▸ **TASK PROMPT**:
From the entries below, return only the lines starting at the one that contains "pub fn reverse(self)" and ending at the one that contains "let mut result", exactly as they stand.

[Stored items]
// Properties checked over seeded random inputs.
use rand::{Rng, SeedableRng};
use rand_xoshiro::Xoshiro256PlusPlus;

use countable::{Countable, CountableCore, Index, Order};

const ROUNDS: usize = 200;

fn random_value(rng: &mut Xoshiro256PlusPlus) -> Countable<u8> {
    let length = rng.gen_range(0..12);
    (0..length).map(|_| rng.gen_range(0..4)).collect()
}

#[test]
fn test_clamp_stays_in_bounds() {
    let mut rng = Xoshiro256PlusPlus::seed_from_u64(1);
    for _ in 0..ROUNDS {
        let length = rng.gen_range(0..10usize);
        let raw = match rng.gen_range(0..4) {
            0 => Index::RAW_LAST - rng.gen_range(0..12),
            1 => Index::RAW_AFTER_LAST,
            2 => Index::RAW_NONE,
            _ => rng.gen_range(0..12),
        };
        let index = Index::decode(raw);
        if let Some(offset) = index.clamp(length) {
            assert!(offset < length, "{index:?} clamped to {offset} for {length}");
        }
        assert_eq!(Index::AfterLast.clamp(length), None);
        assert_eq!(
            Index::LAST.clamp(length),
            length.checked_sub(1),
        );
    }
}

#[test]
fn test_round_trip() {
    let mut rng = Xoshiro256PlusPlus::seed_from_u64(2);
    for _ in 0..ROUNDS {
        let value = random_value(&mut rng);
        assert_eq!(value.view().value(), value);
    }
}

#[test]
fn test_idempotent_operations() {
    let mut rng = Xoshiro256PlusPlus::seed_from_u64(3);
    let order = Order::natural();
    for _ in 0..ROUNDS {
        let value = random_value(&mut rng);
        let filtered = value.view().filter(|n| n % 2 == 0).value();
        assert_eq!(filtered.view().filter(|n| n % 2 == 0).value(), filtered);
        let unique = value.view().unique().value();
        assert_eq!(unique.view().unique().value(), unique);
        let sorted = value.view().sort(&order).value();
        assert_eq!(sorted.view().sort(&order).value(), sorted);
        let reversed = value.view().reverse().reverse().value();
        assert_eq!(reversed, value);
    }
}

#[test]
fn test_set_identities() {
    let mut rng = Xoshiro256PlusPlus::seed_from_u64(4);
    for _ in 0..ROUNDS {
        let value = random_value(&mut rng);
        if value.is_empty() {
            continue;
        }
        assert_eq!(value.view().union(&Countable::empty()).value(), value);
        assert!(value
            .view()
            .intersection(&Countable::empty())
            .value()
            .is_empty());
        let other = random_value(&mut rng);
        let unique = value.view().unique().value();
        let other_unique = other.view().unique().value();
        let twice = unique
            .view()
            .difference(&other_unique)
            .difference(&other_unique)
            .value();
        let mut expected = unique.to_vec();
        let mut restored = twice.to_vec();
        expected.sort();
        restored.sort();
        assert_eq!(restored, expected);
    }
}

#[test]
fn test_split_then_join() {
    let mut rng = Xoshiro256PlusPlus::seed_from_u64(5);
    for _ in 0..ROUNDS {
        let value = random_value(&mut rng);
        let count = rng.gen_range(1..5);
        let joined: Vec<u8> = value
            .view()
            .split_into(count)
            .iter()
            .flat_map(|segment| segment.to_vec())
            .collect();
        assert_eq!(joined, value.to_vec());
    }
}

==

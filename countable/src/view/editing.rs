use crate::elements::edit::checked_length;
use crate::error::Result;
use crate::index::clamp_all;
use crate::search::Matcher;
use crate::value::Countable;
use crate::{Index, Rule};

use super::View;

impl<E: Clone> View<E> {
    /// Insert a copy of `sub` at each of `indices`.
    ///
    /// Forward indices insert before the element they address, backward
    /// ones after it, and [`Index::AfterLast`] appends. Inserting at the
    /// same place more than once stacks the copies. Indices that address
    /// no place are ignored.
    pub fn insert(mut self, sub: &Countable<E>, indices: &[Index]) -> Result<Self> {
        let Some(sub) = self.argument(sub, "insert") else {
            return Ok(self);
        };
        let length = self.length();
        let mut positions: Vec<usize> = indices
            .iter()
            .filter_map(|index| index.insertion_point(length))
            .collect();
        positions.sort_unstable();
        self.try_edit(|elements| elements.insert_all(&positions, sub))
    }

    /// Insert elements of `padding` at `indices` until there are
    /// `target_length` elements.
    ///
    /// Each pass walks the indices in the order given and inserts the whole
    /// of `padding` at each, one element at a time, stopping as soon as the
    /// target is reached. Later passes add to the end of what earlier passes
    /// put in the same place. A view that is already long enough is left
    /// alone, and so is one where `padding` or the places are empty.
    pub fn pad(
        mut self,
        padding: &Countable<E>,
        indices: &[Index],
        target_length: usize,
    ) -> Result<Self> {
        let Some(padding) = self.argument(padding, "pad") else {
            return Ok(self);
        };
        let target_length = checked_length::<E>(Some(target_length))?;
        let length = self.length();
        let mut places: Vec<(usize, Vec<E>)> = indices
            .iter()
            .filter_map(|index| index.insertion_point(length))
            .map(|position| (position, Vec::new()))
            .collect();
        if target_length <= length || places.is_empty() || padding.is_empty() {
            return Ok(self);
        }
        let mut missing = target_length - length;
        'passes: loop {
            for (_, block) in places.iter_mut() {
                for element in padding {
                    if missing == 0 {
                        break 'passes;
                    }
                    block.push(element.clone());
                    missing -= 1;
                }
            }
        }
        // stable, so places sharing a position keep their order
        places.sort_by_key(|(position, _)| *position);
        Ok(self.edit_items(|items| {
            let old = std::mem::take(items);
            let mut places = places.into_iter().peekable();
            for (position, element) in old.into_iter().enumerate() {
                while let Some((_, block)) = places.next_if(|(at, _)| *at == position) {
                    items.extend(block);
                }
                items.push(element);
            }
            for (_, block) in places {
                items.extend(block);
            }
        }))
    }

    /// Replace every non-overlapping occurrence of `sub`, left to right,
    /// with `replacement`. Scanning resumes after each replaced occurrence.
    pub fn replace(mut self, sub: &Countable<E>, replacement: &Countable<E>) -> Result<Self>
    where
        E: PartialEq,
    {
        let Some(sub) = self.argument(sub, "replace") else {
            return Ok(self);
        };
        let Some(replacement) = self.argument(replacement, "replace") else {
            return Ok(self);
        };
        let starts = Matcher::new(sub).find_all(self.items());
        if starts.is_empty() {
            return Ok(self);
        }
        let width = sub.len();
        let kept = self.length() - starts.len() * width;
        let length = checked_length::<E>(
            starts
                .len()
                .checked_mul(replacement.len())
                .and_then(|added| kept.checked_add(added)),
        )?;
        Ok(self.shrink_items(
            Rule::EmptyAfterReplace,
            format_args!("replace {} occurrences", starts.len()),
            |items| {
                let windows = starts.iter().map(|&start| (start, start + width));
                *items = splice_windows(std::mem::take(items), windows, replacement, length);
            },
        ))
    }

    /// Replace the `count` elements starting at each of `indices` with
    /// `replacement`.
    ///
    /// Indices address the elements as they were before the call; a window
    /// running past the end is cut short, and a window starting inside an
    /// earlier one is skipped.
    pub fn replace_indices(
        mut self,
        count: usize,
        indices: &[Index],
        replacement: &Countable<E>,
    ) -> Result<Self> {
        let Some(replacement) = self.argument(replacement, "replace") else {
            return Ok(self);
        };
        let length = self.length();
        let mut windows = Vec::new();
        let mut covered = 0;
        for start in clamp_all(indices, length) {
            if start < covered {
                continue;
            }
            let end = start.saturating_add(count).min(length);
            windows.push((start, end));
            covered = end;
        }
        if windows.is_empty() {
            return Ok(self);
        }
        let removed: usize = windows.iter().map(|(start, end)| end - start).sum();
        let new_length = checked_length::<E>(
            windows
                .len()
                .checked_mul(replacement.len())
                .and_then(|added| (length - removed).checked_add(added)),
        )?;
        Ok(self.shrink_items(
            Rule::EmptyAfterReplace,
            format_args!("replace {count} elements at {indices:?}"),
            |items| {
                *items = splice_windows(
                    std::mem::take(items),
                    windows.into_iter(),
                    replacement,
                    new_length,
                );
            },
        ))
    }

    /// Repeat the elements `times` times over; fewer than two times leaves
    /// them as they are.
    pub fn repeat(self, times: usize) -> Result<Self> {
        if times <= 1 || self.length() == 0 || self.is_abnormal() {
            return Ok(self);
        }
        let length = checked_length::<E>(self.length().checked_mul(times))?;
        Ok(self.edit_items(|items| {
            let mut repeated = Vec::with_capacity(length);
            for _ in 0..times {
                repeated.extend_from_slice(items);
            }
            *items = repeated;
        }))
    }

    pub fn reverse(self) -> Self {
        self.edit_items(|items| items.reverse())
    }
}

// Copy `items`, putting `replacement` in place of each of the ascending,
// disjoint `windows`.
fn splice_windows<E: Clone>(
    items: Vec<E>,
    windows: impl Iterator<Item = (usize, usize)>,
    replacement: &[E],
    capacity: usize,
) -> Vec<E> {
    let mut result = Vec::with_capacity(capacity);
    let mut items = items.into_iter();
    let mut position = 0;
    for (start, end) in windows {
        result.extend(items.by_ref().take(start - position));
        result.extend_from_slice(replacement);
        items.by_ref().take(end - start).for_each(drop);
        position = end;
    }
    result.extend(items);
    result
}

...

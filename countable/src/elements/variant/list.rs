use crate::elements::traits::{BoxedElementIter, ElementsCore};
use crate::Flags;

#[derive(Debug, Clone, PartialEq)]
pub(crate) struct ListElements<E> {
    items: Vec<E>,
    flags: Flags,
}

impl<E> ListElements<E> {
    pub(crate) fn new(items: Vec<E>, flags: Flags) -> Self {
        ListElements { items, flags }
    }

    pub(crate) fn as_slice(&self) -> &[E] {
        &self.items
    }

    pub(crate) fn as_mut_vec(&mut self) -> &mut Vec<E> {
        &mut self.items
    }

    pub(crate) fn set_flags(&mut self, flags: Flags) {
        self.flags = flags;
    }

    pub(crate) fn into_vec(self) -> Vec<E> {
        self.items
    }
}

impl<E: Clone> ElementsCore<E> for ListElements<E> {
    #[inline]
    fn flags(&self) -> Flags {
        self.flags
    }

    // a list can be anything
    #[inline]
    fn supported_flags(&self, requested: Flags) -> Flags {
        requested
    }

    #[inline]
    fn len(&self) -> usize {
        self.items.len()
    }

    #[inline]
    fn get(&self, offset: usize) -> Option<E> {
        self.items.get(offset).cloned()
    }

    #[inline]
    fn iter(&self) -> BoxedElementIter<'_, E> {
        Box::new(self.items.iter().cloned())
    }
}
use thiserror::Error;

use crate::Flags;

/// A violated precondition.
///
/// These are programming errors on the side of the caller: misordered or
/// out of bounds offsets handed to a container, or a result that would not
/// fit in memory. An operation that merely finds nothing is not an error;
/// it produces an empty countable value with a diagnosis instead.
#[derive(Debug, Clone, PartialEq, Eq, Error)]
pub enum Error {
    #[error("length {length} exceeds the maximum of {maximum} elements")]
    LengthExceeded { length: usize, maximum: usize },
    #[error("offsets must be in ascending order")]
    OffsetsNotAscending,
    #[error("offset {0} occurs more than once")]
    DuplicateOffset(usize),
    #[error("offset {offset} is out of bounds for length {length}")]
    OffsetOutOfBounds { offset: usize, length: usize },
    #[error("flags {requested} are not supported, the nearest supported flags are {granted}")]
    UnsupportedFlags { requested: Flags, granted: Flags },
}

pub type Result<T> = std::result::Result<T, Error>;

▸ **ANSWER FOR THIS EXERCISE**:
    pub fn reverse(self) -> Self {
        self.edit_items(|items| items.reverse())
    }
}

// Copy `items`, putting `replacement` in place of each of the ascending,
// disjoint `windows`.
fn splice_windows<E: Clone>(
    items: Vec<E>,
    windows: impl Iterator<Item = (usize, usize)>,
    replacement: &[E],
    capacity: usize,
) -> Vec<E> {
    let mut result = Vec::with_capacity(capacity);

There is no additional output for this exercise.